Fig. 4. RIT1-mutant cells are vulnerable to loss of RAS pathway and cell cycle genes.

a Heatmap illustrating the CS of selected dependencies clustered by biological pathway. Each column is a different replicate and shows CS between erlotinib or DMSO versus plasmid. b MSigDB overlap analysis of the GO Biological Process gene sets significantly enriched in the top 500 PC9-Cas9-RIT1^M90I and PC9-Cas9-KRAS^G12V essential genes. c–e Left, 96-hour dose–response curve of erlotinib in clonal SHOC2 knockout (KO), AURKA KO, or USP9X KO cells derived from PC9-Cas9-RIT1^M90I cells.
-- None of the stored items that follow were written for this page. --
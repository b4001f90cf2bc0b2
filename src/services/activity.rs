// src/services/activity.rs

//! Activity enrichment pipeline.
//!
//! Picks the most recent events and resolves, per event, the acting user's
//! profile and the referenced book's title. Each lookup fails on its own:
//! a failed lookup yields placeholders for its fields, never a dropped item.

use std::sync::Arc;

use futures::future;

use crate::models::{
    ActivityEvent, Config, EnrichedActivity, UNKNOWN_TITLE, UNKNOWN_USER, UNKNOWN_USERNAME,
    UserProfile,
};
use crate::services::{BackendApi, CatalogClient};

/// Enriches raw activity events for display.
pub struct ActivityEnricher {
    config: Arc<Config>,
    catalog: Arc<dyn CatalogClient>,
    backend: Arc<dyn BackendApi>,
}

impl ActivityEnricher {
    pub fn new(
        config: Arc<Config>,
        catalog: Arc<dyn CatalogClient>,
        backend: Arc<dyn BackendApi>,
    ) -> Self {
        Self {
            config,
            catalog,
            backend,
        }
    }

    /// Enrich the most recent events, newest first.
    pub async fn enrich(&self, events: &[ActivityEvent]) -> Vec<EnrichedActivity> {
        if events.is_empty() {
            return Vec::new();
        }

        let recent = select_recent(events, self.config.enrichment.activity_limit);
        // join_all yields in input order, which is the recency order
        future::join_all(recent.into_iter().map(|event| self.enrich_one(event))).await
    }

    async fn enrich_one(&self, event: &ActivityEvent) -> EnrichedActivity {
        let (profile, work) = tokio::join!(
            self.backend.fetch_user_profile(&event.user_id),
            self.catalog.fetch_work(&event.book_key),
        );

        let book_title = match work {
            Ok(work) => work
                .title
                .filter(|t| !t.trim().is_empty())
                .unwrap_or_else(|| UNKNOWN_TITLE.to_string()),
            Err(e) => {
                log::warn!(
                    "Activity {}: failed to fetch book {}: {}",
                    event.id,
                    event.book_key,
                    e
                );
                UNKNOWN_TITLE.to_string()
            }
        };

        let profile = profile.unwrap_or_else(|e| {
            log::warn!(
                "Activity {}: failed to fetch user {}: {}",
                event.id,
                event.user_id,
                e
            );
            placeholder_profile(&event.user_id)
        });

        EnrichedActivity {
            event: event.clone(),
            book_title,
            user_full_name: non_empty_or(profile.full_name, UNKNOWN_USER),
            user_name: non_empty_or(profile.username, UNKNOWN_USERNAME),
            user_profile_pic: profile.profile_pic,
        }
    }
}

/// The `limit` most recent events, newest first. Ties keep input order.
pub fn select_recent(events: &[ActivityEvent], limit: usize) -> Vec<&ActivityEvent> {
    let mut sorted: Vec<&ActivityEvent> = events.iter().collect();
    sorted.sort_by(|a, b| b.occurred_at.cmp(&a.occurred_at));
    sorted.truncate(limit);
    sorted
}

fn placeholder_profile(user_id: &str) -> UserProfile {
    UserProfile {
        id: user_id.to_string(),
        full_name: UNKNOWN_USER.to_string(),
        username: UNKNOWN_USERNAME.to_string(),
        profile_pic: String::new(),
    }
}

fn non_empty_or(value: String, fallback: &str) -> String {
    if value.trim().is_empty() {
        fallback.to_string()
    } else {
        value
    }
}
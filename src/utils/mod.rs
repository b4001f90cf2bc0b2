//! Utility functions and helpers.

pub mod http;
pub mod liveness;
pub mod url;

pub use liveness::Liveness;
pub use url::{endpoint, normalize_key};
// src/pipeline/feed.rs

//! Activity feed loading.

use crate::error::Result;
use crate::models::EnrichedActivity;
use crate::services::{ActivityEnricher, BackendApi};
use crate::session::SessionStore;
use crate::utils::Liveness;

/// Load activities into the session and enrich the most recent ones.
///
/// Returns `Ok(None)` when the feed went away before loading finished; the
/// session store is left untouched if that happens before the fetch lands.
pub async fn load_feed(
    backend: &dyn BackendApi,
    store: &SessionStore,
    enricher: &ActivityEnricher,
    liveness: &Liveness,
) -> Result<Option<Vec<EnrichedActivity>>> {
    let Some(activities) = liveness.guard(backend.fetch_activities()).await else {
        return Ok(None);
    };
    let activities = activities?;
    log::debug!("Fetched {} activities", activities.len());
    store.set_activities(activities);

    let events = store.read(|s| s.activities.clone());
    let Some(feed) = liveness.guard(enricher.enrich(&events)).await else {
        return Ok(None);
    };
    log::info!("Feed ready with {} of {} activities", feed.len(), events.len());
    Ok(Some(feed))
}
//! Raw records returned by the book catalog.
//!
//! These mirror the catalog's JSON loosely: every field is optional so that a
//! sparse record still parses and normalization can substitute placeholders.

use serde::{Deserialize, Serialize};
use serde_json::Value;

/// A work record (`/works/{id}.json`).
#[derive(Debug, Clone, Default, Serialize, Deserialize)]
pub struct WorkRecord {
    #[serde(default)]
    pub key: Option<String>,

    #[serde(default)]
    pub title: Option<String>,

    /// Numeric cover identifiers, best first
    #[serde(default)]
    pub covers: Vec<i64>,

    /// Author references in credit order
    #[serde(default)]
    pub authors: Vec<AuthorRole>,

    #[serde(default)]
    pub description: Option<Description>,

    #[serde(default)]
    pub subjects: Vec<String>,
}

impl WorkRecord {
    /// First usable cover id.
    pub fn cover_id(&self) -> Option<i64> {
        self.covers.iter().copied().find(|id| *id > 0)
    }

    /// Author keys in credit order, skipping malformed entries.
    pub fn author_keys(&self) -> Vec<String> {
        self.authors
            .iter()
            .filter_map(|role| role.key().map(str::to_string))
            .collect()
    }
}

/// One entry of a work's `authors` array.
///
/// Works nest the reference (`{"author": {"key": ..}}`) while editions put the
/// key at the top level; both are accepted.
#[derive(Debug, Clone, Default, Serialize, Deserialize)]
pub struct AuthorRole {
    #[serde(default)]
    pub author: Option<KeyRef>,

    #[serde(default)]
    pub key: Option<String>,
}

impl AuthorRole {
    pub fn key(&self) -> Option<&str> {
        self.author
            .as_ref()
            .map(|a| a.key.as_str())
            .or(self.key.as_deref())
            .filter(|k| !k.is_empty())
    }
}

/// A `{"key": "..."}` reference.
#[derive(Debug, Clone, Serialize, Deserialize)]
pub struct KeyRef {
    pub key: String,
}

/// A work description: plain text or a typed text block.
#[derive(Debug, Clone, Serialize, Deserialize)]
#[serde(untagged)]
pub enum Description {
    Text(String),
    Typed { value: String },
    Other(Value),
}

impl Description {
    /// Plain text of the description, if any.
    pub fn text(&self) -> Option<&str> {
        let text = match self {
            Description::Text(s) => s.as_str(),
            Description::Typed { value } => value.as_str(),
            Description::Other(_) => return None,
        };
        let trimmed = text.trim();
        (!trimmed.is_empty()).then_some(trimmed)
    }
}

/// An author record (`/authors/{id}.json`).
#[derive(Debug, Clone, Default, Serialize, Deserialize)]
pub struct AuthorRecord {
    #[serde(default)]
    pub name: Option<String>,

    #[serde(default)]
    pub personal_name: Option<String>,
}

impl AuthorRecord {
    /// Display name, preferring `name` over `personal_name`.
    pub fn display_name(&self) -> Option<&str> {
        self.name
            .as_deref()
            .or(self.personal_name.as_deref())
            .map(str::trim)
            .filter(|n| !n.is_empty())
    }
}

/// Search endpoint envelope.
#[derive(Debug, Clone, Default, Serialize, Deserialize)]
pub struct SearchResponse {
    #[serde(default, rename = "numFound")]
    pub num_found: u64,

    #[serde(default)]
    pub docs: Vec<SearchDoc>,
}

/// One search hit, restricted to the requested fields.
#[derive(Debug, Clone, Default, Serialize, Deserialize)]
pub struct SearchDoc {
    /// Work key; kept untyped because malformed hits must be skipped, not fail the page
    #[serde(default)]
    pub key: Option<Value>,

    #[serde(default)]
    pub title: Option<String>,

    #[serde(default)]
    pub author_name: Vec<String>,

    #[serde(default)]
    pub cover_i: Option<i64>,
}

impl SearchDoc {
    /// The work key when it is a non-empty string.
    pub fn work_key(&self) -> Option<&str> {
        self.key
            .as_ref()
            .and_then(Value::as_str)
            .filter(|k| !k.is_empty())
    }
}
The same data for control and PC9-Cas9-RIT1^M90I and RIT1 KO cells are plotted on each panel for reference. Data shown are the mean ± s.d. of two technical replicates. Right, Western blot for SHOC2, AURKA, or USP9X expression in clonal knockout cells derived from PC9-Cas9-RIT1^M90I cells. Vinculin was used as a loading control. f Area-under-the-curve (AUC) analysis of data from panels (c–e). g-j Left, Cumulative population doublings of H2110iCas9 cells grown in the presence of doxycycline (+dox) expressing the indicated sgRNAs compared to cells expressing non-targeting control sgRNA (sgNTC). The same data for sgNTC is shown on each panel for reference. Data shown are the mean ± s.d. of three technical replicates. *** p < 0.001 (g *** p = 0.0005. h *** p = 0.001. i *** p = 0.0003. j *** p = 0.0007.) by unpaired two-tailed t-test. Right, Western blot of day 5 lysates generated from parental H2110iCas9 or pooled RIT1 KO, AURKA KO, IGF1R KO, or FURIN KO cells. Vinculin or Actin (ACTB) was used as a loading control. Source data are provided as a Source Data file.